1. Those that don't respect the others' rights can and must be stopped, and punished if what they did is a crime. But only them and nobody else.

2. Medication used correctly benefits the minority that needs it and it doesn't harm anybody else. The same applies to hacks and mods, their correct use benefits a minority and it doesn't harm anybody else. BTW people abusing medications, if psychoactive ones, can harm also people not using them, the analogies are more than it seems at the first look. In both cases the solution is enforcing the abidance of laws and rules in every context where others can be affected, not depriving minorances of things that can benefit them also and possibly mainly in ways that don't harm others.

yes agreed, but the point is that when geohot posted the keys online anyone who wanted to do these malicious acts was given the ability to do so... obviously some hackers will not interfere in the network and will not pirate but the point is that some will

"The same applies to hacks and mods, their correct use benefits a minority and it doesn't harm anybody else."

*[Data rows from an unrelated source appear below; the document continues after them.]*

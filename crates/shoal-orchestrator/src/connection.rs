//! Per-host SSH session lifecycle

use serde::Serialize;
use shoal_core::{HostDefaults, HostSpec, HostTarget, Result, ShoalError};
use shoal_ssh::{RemoteSession, SshTransport};
use std::collections::HashMap;
use std::sync::{Arc, RwLock};
use tokio::sync::Mutex;
use tracing::{debug, error, info, instrument};

/// Connection state for one host
#[derive(Default)]
struct ConnectionRecord {
    connected: bool,
    session: Option<Arc<dyn RemoteSession>>,
    last_error: Option<String>,
}

impl ConnectionRecord {
    /// Live session, if the transport behind it is still up.
    /// A dead transport flips the record to disconnected.
    fn probe(&mut self, host: &HostSpec) -> Option<Arc<dyn RemoteSession>> {
        if !self.connected {
            return None;
        }
        match &self.session {
            Some(session) if session.is_active() => Some(session.clone()),
            _ => {
                info!("Connection to {} has dropped", host);
                self.connected = false;
                self.session = None;
                self.last_error = Some("transport no longer active".to_string());
                None
            }
        }
    }
}

/// Point-in-time view of a host's connection
#[derive(Debug, Clone, Default, PartialEq, Eq, Serialize)]
pub struct ConnectionStatus {
    pub connected: bool,
    pub last_error: Option<String>,
}

/// Owns one SSH session per host
///
/// The outer map is only locked long enough to find a host's slot; each slot
/// has its own async lock so a slow handshake to one host never holds up
/// another.
pub struct ConnectionManager<T> {
    transport: T,
    defaults: HostDefaults,
    records: RwLock<HashMap<HostSpec, Arc<Mutex<ConnectionRecord>>>>,
}

impl<T: SshTransport> ConnectionManager<T> {
    pub fn new(transport: T, defaults: HostDefaults) -> Self {
        Self {
            transport,
            defaults,
            records: RwLock::new(HashMap::new()),
        }
    }

    pub fn transport(&self) -> &T {
        &self.transport
    }

    fn slot(&self, host: &HostSpec) -> Arc<Mutex<ConnectionRecord>> {
        if let Some(slot) = self.existing(host) {
            return slot;
        }
        let mut records = self.records.write().unwrap_or_else(|e| e.into_inner());
        records.entry(host.clone()).or_default().clone()
    }

    fn existing(&self, host: &HostSpec) -> Option<Arc<Mutex<ConnectionRecord>>> {
        self.records
            .read()
            .unwrap_or_else(|e| e.into_inner())
            .get(host)
            .cloned()
    }

    /// Open a session to `host` unless one is already up.
    ///
    /// Failures are logged and remembered, never returned. Returns whether
    /// the host is connected afterwards.
    #[instrument(skip_all, fields(host = %host))]
    pub async fn connect(&self, host: &HostSpec) -> bool {
        let slot = self.slot(host);
        let mut record = slot.lock().await;
        self.connect_locked(host, &mut record).await.is_some()
    }

    async fn connect_locked(
        &self,
        host: &HostSpec,
        record: &mut ConnectionRecord,
    ) -> Option<Arc<dyn RemoteSession>> {
        if let Some(session) = record.probe(host) {
            debug!("Already connected to {}", host);
            return Some(session);
        }

        let attempt = match HostTarget::parse(host, &self.defaults) {
            Ok(target) => self.transport.connect(&target).await,
            Err(e) => Err(e),
        };

        match attempt {
            Ok(session) => {
                record.connected = true;
                record.session = Some(session.clone());
                record.last_error = None;
                Some(session)
            }
            Err(e) => {
                error!("Connecting to host {} failed: {}", host, e);
                record.connected = false;
                record.session = None;
                record.last_error = Some(e.to_string());
                None
            }
        }
    }

    /// Whether `host` has a live session. Notices dropped transports.
    pub async fn test(&self, host: &HostSpec) -> bool {
        match self.existing(host) {
            Some(slot) => slot.lock().await.probe(host).is_some(),
            None => false,
        }
    }

    /// Live session to `host`, reconnecting once if it has dropped
    pub async fn ensure_connected(&self, host: &HostSpec) -> Result<Arc<dyn RemoteSession>> {
        let slot = self.slot(host);
        let mut record = slot.lock().await;

        if let Some(session) = record.probe(host) {
            return Ok(session);
        }

        info!("Host {} disconnected. Attempting automatic reconnection", host);
        match self.connect_locked(host, &mut record).await {
            Some(session) => Ok(session),
            None => {
                let reason = record
                    .last_error
                    .clone()
                    .unwrap_or_else(|| "not connected".to_string());
                Err(ShoalError::connection(host.to_string(), reason))
            }
        }
    }

    /// Close the session to `host` if one is up
    pub async fn disconnect(&self, host: &HostSpec) {
        let Some(slot) = self.existing(host) else {
            return;
        };
        let mut record = slot.lock().await;
        if let Some(session) = record.session.take() {
            session.close().await;
            info!("Connection to host {} closed.", host);
        }
        record.connected = false;
    }

    /// Close every open session
    pub async fn disconnect_all(&self) {
        let hosts: Vec<HostSpec> = self
            .records
            .read()
            .unwrap_or_else(|e| e.into_inner())
            .keys()
            .cloned()
            .collect();

        for host in hosts {
            self.disconnect(&host).await;
        }
    }

    /// Drop all state for `host`. Call [`disconnect`](Self::disconnect) first.
    pub fn forget(&self, host: &HostSpec) {
        self.records
            .write()
            .unwrap_or_else(|e| e.into_inner())
            .remove(host);
    }

    /// Current state without probing the transport
    pub async fn status(&self, host: &HostSpec) -> ConnectionStatus {
        match self.existing(host) {
            Some(slot) => {
                let record = slot.lock().await;
                ConnectionStatus {
                    connected: record.connected,
                    last_error: record.last_error.clone(),
                }
            }
            None => ConnectionStatus::default(),
        }
    }
}
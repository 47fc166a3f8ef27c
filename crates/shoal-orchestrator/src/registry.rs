//! Ordered registry of managed hosts

use shoal_core::{HostSpec, Result, ShoalError};
use std::sync::{RwLock, RwLockReadGuard, RwLockWriteGuard};
use tracing::warn;

/// Insertion-ordered set of host specs
///
/// Order matters: it drives numeric references (`:show 0`, `:kill -1`) and the
/// row order of `list` and `status`.
#[derive(Debug, Default)]
pub struct HostRegistry {
    hosts: RwLock<Vec<HostSpec>>,
}

impl HostRegistry {
    pub fn new() -> Self {
        Self::default()
    }

    /// Registry pre-seeded with `hosts`, duplicates dropped
    pub fn with_hosts<I, S>(hosts: I) -> Self
    where
        I: IntoIterator<Item = S>,
        S: Into<HostSpec>,
    {
        let registry = Self::new();
        for host in hosts {
            let _ = registry.add(host.into());
        }
        registry
    }

    fn read(&self) -> RwLockReadGuard<'_, Vec<HostSpec>> {
        self.hosts.read().unwrap_or_else(|e| e.into_inner())
    }

    fn write(&self) -> RwLockWriteGuard<'_, Vec<HostSpec>> {
        self.hosts.write().unwrap_or_else(|e| e.into_inner())
    }

    /// Append `spec`; `DuplicateHost` if it is already registered
    pub fn add(&self, spec: HostSpec) -> Result<()> {
        let mut hosts = self.write();
        if hosts.contains(&spec) {
            return Err(ShoalError::DuplicateHost(spec.to_string()));
        }
        hosts.push(spec);
        Ok(())
    }

    /// Remove an exact entry. Returns whether it was present.
    pub fn remove(&self, spec: &HostSpec) -> bool {
        let mut hosts = self.write();
        let before = hosts.len();
        hosts.retain(|h| h != spec);
        hosts.len() != before
    }

    /// Resolve a user reference to a registered host.
    ///
    /// Integers index the registry (negative counts from the end). Anything
    /// else is an exact match, or failing that a unique substring match.
    pub fn resolve(&self, reference: &str) -> Result<HostSpec> {
        let reference = reference.trim();
        let hosts = self.read();

        if let Ok(index) = reference.parse::<i64>() {
            let len = hosts.len() as i64;
            let position = if index < 0 { index + len } else { index };
            return if (0..len).contains(&position) {
                Ok(hosts[position as usize].clone())
            } else {
                Err(ShoalError::HostNotFound(reference.to_string()))
            };
        }

        if let Some(exact) = hosts.iter().find(|h| h.as_str() == reference) {
            return Ok(exact.clone());
        }

        let candidates: Vec<&HostSpec> = hosts
            .iter()
            .filter(|h| h.as_str().contains(reference))
            .collect();

        match candidates.as_slice() {
            [] => Err(ShoalError::HostNotFound(reference.to_string())),
            [only] => Ok((*only).clone()),
            many => {
                let candidates: Vec<String> = many.iter().map(|h| h.to_string()).collect();
                warn!(
                    "Host name is ambiguous: {} matches {}",
                    reference,
                    candidates.join(", ")
                );
                Err(ShoalError::AmbiguousHost {
                    reference: reference.to_string(),
                    candidates,
                })
            }
        }
    }

    /// Snapshot of the registered hosts in order
    pub fn hosts(&self) -> Vec<HostSpec> {
        self.read().clone()
    }

    pub fn contains(&self, spec: &HostSpec) -> bool {
        self.read().contains(spec)
    }

    pub fn len(&self) -> usize {
        self.read().len()
    }

    pub fn is_empty(&self) -> bool {
        self.read().is_empty()
    }
}
//! One-shot mode: run a command everywhere, wait for it, report, exit

use serde_json::json;
use shoal_core::{HostSpec, JobStatus, Result};
use shoal_orchestrator::{Fleet, HostOutcome, JobDispatcher, JobRecord, JobWorker};
use shoal_ssh::SshTransport;
use std::sync::Arc;
use std::time::Duration;
use tracing::{info, warn};

use crate::format::{format_columns, render_job, status_text};

/// Final state of one host after a batch run
struct HostResult {
    host: HostSpec,
    record: Option<Arc<JobRecord>>,
    error: Option<String>,
}

impl HostResult {
    fn status(&self) -> Option<JobStatus> {
        self.record.as_ref().map(|record| record.status())
    }

    fn succeeded(&self) -> bool {
        self.status().map(|status| status.is_success()).unwrap_or(false)
    }
}

/// How often an interrupted run repeats its stop request, for workers that
/// were still connecting the first time
const KILL_RETRY: Duration = Duration::from_millis(200);

/// Run `command` on every host and print the results.
/// Returns whether every host ran it successfully.
pub async fn run<T: SshTransport + 'static>(
    fleet: Arc<Fleet<T>>,
    command: &str,
    json: bool,
) -> Result<bool> {
    let dispatcher = JobDispatcher::new(fleet.clone());
    let mut report = dispatcher.run_all(command).await;
    let stragglers = report.take_stragglers();

    let mut results: Vec<HostResult> = report
        .outcomes
        .into_iter()
        .map(|(host, outcome)| {
            let (record, error) = match outcome {
                HostOutcome::Finished { .. } => (fleet.history().latest(&host), None),
                HostOutcome::Failed { reason } => (None, Some(reason)),
                HostOutcome::StillPending => (None, None),
            };
            HostResult { host, record, error }
        })
        .collect();

    for (host, joined) in wait_for_stragglers(&dispatcher, stragglers).await {
        if let Some(result) = results.iter_mut().find(|result| result.host == host) {
            match joined {
                Ok(record) => result.record = Some(record),
                Err(reason) => result.error = Some(reason),
            }
        }
    }

    if json {
        print_json(&results)?;
    } else {
        print_text(&results);
    }

    Ok(!results.is_empty() && results.iter().all(HostResult::succeeded))
}

/// Wait for the workers that outlived the job timeout. Ctrl-C stops their
/// jobs instead.
async fn wait_for_stragglers<T: SshTransport + 'static>(
    dispatcher: &JobDispatcher<T>,
    stragglers: Vec<(HostSpec, JobWorker)>,
) -> Vec<(HostSpec, std::result::Result<Arc<JobRecord>, String>)> {
    if stragglers.is_empty() {
        return Vec::new();
    }

    info!("Waiting for {} host(s) to finish", stragglers.len());
    let mut interrupted = false;
    let mut finished = Vec::with_capacity(stragglers.len());

    for (host, mut worker) in stragglers {
        let joined = loop {
            if interrupted {
                dispatcher.kill_all();
                if let Ok(joined) = tokio::time::timeout(KILL_RETRY, &mut worker).await {
                    break joined;
                }
                continue;
            }
            tokio::select! {
                joined = &mut worker => break joined,
                _ = tokio::signal::ctrl_c() => {
                    warn!("Interrupted, stopping remaining jobs");
                    interrupted = true;
                }
            }
        };

        let result = match joined {
            Ok(Ok(record)) => Ok(record),
            Ok(Err(e)) => Err(e.to_string()),
            Err(e) => Err(format!("worker aborted: {}", e)),
        };
        finished.push((host, result));
    }
    finished
}

fn print_text(results: &[HostResult]) {
    for result in results {
        if let Some(record) = &result.record {
            println!("{}", render_job(&result.host, record));
        }
    }

    let rows: Vec<Vec<String>> = results
        .iter()
        .map(|result| {
            let status = match &result.error {
                Some(reason) => format!("(failed) {}", reason),
                None => status_text(result.status()),
            };
            vec![result.host.to_string(), status]
        })
        .collect();

    println!();
    println!("{}", format_columns(&["host", "status"], &rows));
}

fn print_json(results: &[HostResult]) -> Result<()> {
    let rows: Vec<serde_json::Value> = results
        .iter()
        .map(|result| {
            json!({
                "host": result.host.to_string(),
                "error": result.error,
                "job": result.record.as_ref().map(|record| record.summary()),
            })
        })
        .collect();

    let text = serde_json::to_string_pretty(&rows)
        .map_err(|e| shoal_core::ShoalError::Other(format!("Failed to encode results: {}", e)))?;
    println!("{}", text);
    Ok(())
}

I'm kind of getting tired repeating the same thing over and over... do you own a ps3? if you did you would understand that the hacking communtiy ( at least the ones on ps3 ) does not follow your those guidelines they interfere in the online activities of users, for example for the third time :

"when the hacking community took over CoD on the ps3 and made it unplayable"

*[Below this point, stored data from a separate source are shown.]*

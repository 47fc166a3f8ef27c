//! # shoal-ssh
//!
//! The SSH side of shoal. The orchestrator only ever talks to the
//! [`SshTransport`] and [`RemoteSession`] traits; [`RusshTransport`] is the
//! real implementation and [`MockTransport`] a scripted one for tests.

mod channel;
mod client;
mod mock;
mod transport;

pub use channel::{exec_pair, ChannelEnd, ChannelEvent, ChannelInput, ChannelWriter, ExecChannel};
pub use client::{HostKeyPolicy, RusshTransport};
pub use mock::{MockCommand, MockHost, MockTransport};
pub use transport::{RemoteSession, SshTransport};
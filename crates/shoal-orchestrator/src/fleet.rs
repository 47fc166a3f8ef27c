//! The set of managed hosts and everything known about them

use serde::Serialize;
use shoal_core::{duration_from_secs, HostSpec, JobStatus, Result, ShoalConfig};
use shoal_ssh::SshTransport;
use std::sync::{Arc, RwLock};
use std::time::Duration;
use tokio::task::JoinSet;
use tracing::info;

use crate::connection::ConnectionManager;
use crate::history::{JobHistory, JobRecord};
use crate::registry::HostRegistry;

/// One row of `list`
#[derive(Debug, Clone, Serialize)]
pub struct HostSummary {
    pub index: usize,
    pub host: String,
    pub connected: bool,
    pub last_error: Option<String>,
    pub jobs: usize,
    pub last_status: Option<JobStatus>,
}

/// Shared orchestration context
///
/// Owns the registry, connections, job history and the current job
/// timeout. Handed around as `Arc<Fleet<T>>`.
pub struct Fleet<T> {
    registry: HostRegistry,
    connections: ConnectionManager<T>,
    history: JobHistory,
    job_timeout: RwLock<Duration>,
}

impl<T: SshTransport + 'static> Fleet<T> {
    /// Build a fleet with `config.hosts` registered but not yet connected
    pub fn new(transport: T, config: &ShoalConfig) -> Arc<Self> {
        Arc::new(Self {
            registry: HostRegistry::with_hosts(config.hosts.iter().map(String::as_str)),
            connections: ConnectionManager::new(transport, config.host_defaults()),
            history: JobHistory::new(),
            job_timeout: RwLock::new(config.job_timeout()),
        })
    }

    pub fn registry(&self) -> &HostRegistry {
        &self.registry
    }

    pub fn connections(&self) -> &ConnectionManager<T> {
        &self.connections
    }

    pub fn history(&self) -> &JobHistory {
        &self.history
    }

    /// Connect every registered host concurrently. Returns how many are up.
    pub async fn connect_all(self: &Arc<Self>) -> usize {
        let mut pending = JoinSet::new();
        for host in self.registry.hosts() {
            let fleet = self.clone();
            pending.spawn(async move { fleet.connections.connect(&host).await });
        }

        let mut connected = 0;
        while let Some(result) = pending.join_next().await {
            if matches!(result, Ok(true)) {
                connected += 1;
            }
        }
        connected
    }

    /// Register and connect a new host. A failed connect still registers it.
    pub async fn add_host(&self, spec: &str) -> Result<HostSpec> {
        let host = HostSpec::from(spec.trim());
        if let Err(e) = self.registry.add(host.clone()) {
            info!("{} already in host list", host);
            return Err(e);
        }
        self.connections.connect(&host).await;
        Ok(host)
    }

    /// Disconnect a host and drop everything known about it
    pub async fn remove_host(&self, reference: &str) -> Result<HostSpec> {
        let host = self.registry.resolve(reference)?;
        self.connections.disconnect(&host).await;
        self.connections.forget(&host);
        self.history.forget(&host);
        self.registry.remove(&host);
        info!("Removed {}", host);
        Ok(host)
    }

    /// Connection and job summary per host, in registry order
    pub async fn list(&self) -> Vec<HostSummary> {
        let mut rows = Vec::new();
        for (index, host) in self.registry.hosts().into_iter().enumerate() {
            let connection = self.connections.status(&host).await;
            let latest = self.history.latest(&host);
            rows.push(HostSummary {
                index,
                host: host.to_string(),
                connected: connection.connected,
                last_error: connection.last_error,
                jobs: self.history.len(&host),
                last_status: latest.map(|record| record.status()),
            });
        }
        rows
    }

    /// Status of each host's latest job; `None` for hosts with no jobs
    pub fn status(&self) -> Vec<(HostSpec, Option<JobStatus>)> {
        self.registry
            .hosts()
            .into_iter()
            .map(|host| {
                let status = self.history.latest(&host).map(|record| record.status());
                (host, status)
            })
            .collect()
    }

    /// Latest job on the host `reference` resolves to
    pub fn latest_job(&self, reference: &str) -> Result<(HostSpec, Option<Arc<JobRecord>>)> {
        let host = self.registry.resolve(reference)?;
        let latest = self.history.latest(&host);
        Ok((host, latest))
    }

    /// All jobs on the host `reference` resolves to, oldest first
    pub fn jobs(&self, reference: &str) -> Result<(HostSpec, Vec<Arc<JobRecord>>)> {
        let host = self.registry.resolve(reference)?;
        let jobs = self.history.all(&host);
        Ok((host, jobs))
    }

    pub fn clear_history(&self, reference: &str) -> Result<HostSpec> {
        let host = self.registry.resolve(reference)?;
        self.history.clear(&host);
        Ok(host)
    }

    pub fn clear_all_history(&self) {
        self.history.clear_all();
    }

    pub fn job_timeout(&self) -> Duration {
        *self.job_timeout.read().unwrap_or_else(|e| e.into_inner())
    }

    /// Set the fan-out wait per host. Negative values clamp to zero.
    pub fn set_job_timeout(&self, secs: f64) -> Duration {
        let timeout = duration_from_secs(secs);
        *self.job_timeout.write().unwrap_or_else(|e| e.into_inner()) = timeout;
        info!("Job timeout set to {:?}", timeout);
        timeout
    }

    pub async fn disconnect_all(&self) {
        self.connections.disconnect_all().await;
    }
}

#[cfg(test)]
mod tests {
    use super::*;
    use shoal_core::ShoalError;
    use shoal_ssh::{MockHost, MockTransport};

    fn config(hosts: &[&str]) -> ShoalConfig {
        ShoalConfig {
            hosts: hosts.iter().map(|h| h.to_string()).collect(),
            username: Some("ops".to_string()),
            ..Default::default()
        }
    }

    #[tokio::test]
    async fn test_connect_all_counts_reachable_hosts() {
        let transport = MockTransport::new()
            .with_host("web1", MockHost::reachable())
            .with_host("db9", MockHost::unreachable("Connection refused"));
        let fleet = Fleet::new(transport, &config(&["web1", "db9"]));

        assert_eq!(fleet.connect_all().await, 1);

        let rows = fleet.list().await;
        assert_eq!(rows.len(), 2);
        assert!(rows[0].connected);
        assert!(!rows[1].connected);
        assert!(rows[1].last_error.as_deref().unwrap().contains("refused"));
        assert_eq!(rows[1].index, 1);
    }

    #[tokio::test]
    async fn test_add_and_remove_host() {
        let transport = MockTransport::new().with_host("web3", MockHost::reachable());
        let fleet = Fleet::new(transport.clone(), &config(&["web1"]));

        let host = fleet.add_host("web3").await.unwrap();
        assert!(fleet.connections().test(&host).await);
        assert!(matches!(
            fleet.add_host("web3").await,
            Err(ShoalError::DuplicateHost(_))
        ));

        // Unreachable hosts are still registered
        fleet.add_host("nowhere").await.unwrap();
        assert_eq!(fleet.registry().len(), 3);

        assert_eq!(fleet.remove_host("web3").await.unwrap(), host);
        assert!(!transport.session_active("web3"));
        assert_eq!(fleet.registry().len(), 2);
        assert!(matches!(
            fleet.remove_host("web3").await,
            Err(ShoalError::HostNotFound(_))
        ));
    }

    #[tokio::test]
    async fn test_job_timeout_clamps() {
        let fleet = Fleet::new(MockTransport::new(), &config(&[]));
        assert_eq!(fleet.job_timeout(), Duration::from_millis(100));

        assert_eq!(fleet.set_job_timeout(2.5), Duration::from_millis(2500));
        assert_eq!(fleet.set_job_timeout(-3.0), Duration::ZERO);
        assert_eq!(fleet.job_timeout(), Duration::ZERO);
    }

    #[tokio::test]
    async fn test_status_without_jobs() {
        let fleet = Fleet::new(MockTransport::new(), &config(&["a", "b"]));
        let status = fleet.status();
        assert_eq!(status.len(), 2);
        assert!(status.iter().all(|(_, s)| s.is_none()));

        let (host, latest) = fleet.latest_job("b").unwrap();
        assert_eq!(host.as_str(), "b");
        assert!(latest.is_none());
    }
}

bear in mind that that only happened after geohot posted the keys online

I'm a PC gamer, but cheaters and other dickheads exist on every platform. This doesn't give either me or you the right to avenge ourselves on innocents.

PS3 hack hit Sony so hard because it made the wrong assumption that it could reach ultimate security. As I already wrote, it was just an illusion, and when Sony understood it, millions of vulnerable consoles had been already sold and were available to both benevolent and malicious hackers to study. Unless Sony bought them all back, they were available to study and hack, and the hackers had all the time they needed, nothing could stop them anymore. At that point, with or without GeoHot the situation was compromised, and the right solution for new consoles wasn't to remove OtherOS, but to patch or rewrite the hypervisor and redesign the virtual machine structure used, and to watch more accurately PSN to kick away cheaters. Blaming GeoHot and hoping that stopping him all could get back like before is totally utopian. It's like a Pandora's box, but in this case it was neither GeoHot nor other hackers that opened it, they just discovered that Sony left it open instead. At that point, like I already wrote too, the only effective strategy Sony can choose for PSN is the same of other networks and the same used by casinos too: watching carefully and ceaselessly. And for PS3, checking and patching the firmware promptly and accepting only units with authorized firmware in its network to play. These things would have been effective also to protect CoD multiplayer. Scapegoats didn't actually take evils away 3000 years ago and they never started working since then, either.